Should Elevated Imatinib Doses Become Standard Therapy?

“The second generation inhibitors are already standard therapy for CML,” said Dr Cortes. “In my opinion, higher-dose imatinib deserves further consideration in this setting, particularly considering the imminent introduction of generic imatinib.”

He said that it is also important to mention that at least one randomized trial, from the German cooperative group, has also suggested superiority of higher doses of imatinib. That study assessed 1524 patients for 5-year overall and progression-free survival, and found that molecular response is a predictor of long-term outcomes and that it is achieved faster in patients who were treated with optimized high-dose imatinib than standard dose.2

“It is also worth noting that higher-doses of imatinib are associated with somewhat more toxicity, and careful management of adverse events, including judicious dose adjustments, are necessary,” said Dr Cortes. “Fortunately, imatinib, even at higher doses, appears not to be associated with the increased risk of arterio-thrombotic events seen with other inhibitors.”  

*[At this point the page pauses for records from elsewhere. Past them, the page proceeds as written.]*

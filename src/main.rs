use anyhow::{bail, Context};
use clap::Parser;
use tracing::info;

use ad_break_detector::{
    cli::{handle_commands, render, CliArgs},
    config::{Config, DetectionProfile, ProfileManager},
    processing::{BatchRunner, FileProcessor, FileResult, ProcessingOptions, ReportFiles},
    utils::{collect_inputs, logging::log_profile_selection, setup_logging, AnalysisWindow, FfmpegWrapper},
};

#[tokio::main]
async fn main() -> anyhow::Result<()> {
    let args = CliArgs::parse();

    if !args.is_info_command() && !args.should_detect() {
        use clap::CommandFactory;
        let mut cmd = CliArgs::command();
        cmd.print_help().context("Failed to print help")?;
        println!();
        return Ok(());
    }

    args.validate()?;

    let config = Config::load_with_fallback(args.config.as_deref())
        .context("Failed to load configuration")?;

    setup_logging(
        args.get_log_level(&config.logging.level),
        config.logging.show_timestamps,
        config.logging.colored_output && args.should_use_color(),
    )?;

    if handle_commands(&args, &config).await? {
        return Ok(());
    }

    let mut profile_manager = ProfileManager::new();
    profile_manager.load_profiles(config.profiles.clone())?;
    let profile = select_profile(&args, &config, &profile_manager)?;

    let options = ProcessingOptions {
        mode: args.mode.into(),
        window: AnalysisWindow::between(args.start, args.end)?,
        edge_margin: args.edge_margin.unwrap_or(config.detection.edge_margin),
        chapters: args.chapter.clone(),
        use_container_chapters: args.container_chapters || config.detection.use_container_chapters,
    };

    let ffmpeg = FfmpegWrapper::new(config.tools.ffmpeg.clone(), config.tools.ffprobe.clone());

    let results = if args.uses_report_files() {
        vec![detect_from_reports(&args, &ffmpeg, profile, &options)?]
    } else {
        detect_from_media(&args, &config, &ffmpeg, profile, &options).await?
    };

    let output = render(&results, args.format, args.display_fields())?;
    println!("{}", output.trim_end_matches('\n'));

    Ok(())
}

fn select_profile<'a>(
    args: &CliArgs,
    config: &Config,
    profile_manager: &'a ProfileManager,
) -> anyhow::Result<&'a DetectionProfile> {
    let (name, reason) = match &args.profile {
        Some(name) => (name.as_str(), "from command line"),
        None => (config.detection.default_profile.as_str(), "configured default"),
    };
    let profile = profile_manager.require_profile(name)?;
    log_profile_selection(name, reason);
    Ok(profile)
}

fn detect_from_reports(
    args: &CliArgs,
    ffmpeg: &FfmpegWrapper,
    profile: &DetectionProfile,
    options: &ProcessingOptions,
) -> anyhow::Result<FileResult> {
    let files = ReportFiles {
        silence: args.silence_report.clone(),
        black: args.black_report.clone(),
        frames: args.frame_report.clone(),
        duration: args.duration.unwrap_or_default(),
    };

    let processor = FileProcessor::new(ffmpeg, profile, options);
    let result = processor
        .process_reports(&files)
        .with_context(|| format!("Failed to analyse reports for {}", files.label().display()))?;
    Ok(result)
}

async fn detect_from_media(
    args: &CliArgs,
    config: &Config,
    ffmpeg: &FfmpegWrapper,
    profile: &DetectionProfile,
    options: &ProcessingOptions,
) -> anyhow::Result<Vec<FileResult>> {
    ffmpeg
        .check_availability()
        .await
        .context("FFmpeg tools not available")?;

    let inputs = collect_inputs(&args.input)?;
    if inputs.is_empty() {
        bail!("No video files found in the given inputs");
    }

    let jobs = args.jobs.unwrap_or(config.detection.max_parallel_jobs);
    let runner = BatchRunner::new(ffmpeg, profile, options, jobs);
    let outcome = runner.run(&inputs).await;

    if !outcome.failures.is_empty() {
        info!("Failed files:");
        for (path, error) in &outcome.failures {
            info!("  - {}: {}", path.display(), error);
        }
    }

    if outcome.all_failed() {
        let (path, error) = outcome
            .failures
            .into_iter()
            .next()
            .context("No files were processed")?;
        if inputs.len() == 1 {
            return Err(error).with_context(|| format!("Failed to process {}", path.display()));
        }
        bail!("All {} files failed to process", inputs.len());
    }

    Ok(outcome.results)
}
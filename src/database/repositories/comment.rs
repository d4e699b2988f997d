//! Comment repository implementation

use crate::database::store::Store;
use crate::models::{Comment, CommentOrder, EventId, UserId};

impl Store {
    /// Comments of an event in the requested order
    pub fn comments_of_event(&self, event_id: EventId, order: CommentOrder) -> Vec<&Comment> {
        let mut comments: Vec<&Comment> = self
            .comment_ids_of_event(event_id)
            .iter()
            .filter_map(|comment_id| self.comments.get(*comment_id))
            .collect();

        match order {
            CommentOrder::Creation => {}
            CommentOrder::FromFirst => {
                comments.sort_by(|a, b| a.created().cmp(&b.created()).then(a.id().cmp(&b.id())));
            }
            CommentOrder::FromLast => {
                comments.sort_by(|a, b| b.created().cmp(&a.created()).then(b.id().cmp(&a.id())));
            }
        }
        comments
    }

    /// Comments written by a user, in creation order
    pub fn comments_of_user(&self, user_id: UserId) -> Vec<&Comment> {
        self.comment_ids_of_user(user_id)
            .iter()
            .filter_map(|comment_id| self.comments.get(*comment_id))
            .collect()
    }
}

He explained that this is because most adverse events are a loss of cytogenetic response to treatment. “Recognizing this promptly and acting on it, and with the availability of multiple treatment options, most patients can still enjoy long-term survival,” he said.

His takeaway message was that patients need to be monitored properly, frequently, and adequately. Interpretation of the results is critical so that changes in strategy can be implemented at the proper time.

Lack of Large Randomized Trials of Tyrosine Kinase Inhibitors

Dr Cortes said that although this is not a randomized study, because all studies were conducted at the same institution, with similar design, with the same follow-up criteria, with all response assessments done the same way, lends it more credibility.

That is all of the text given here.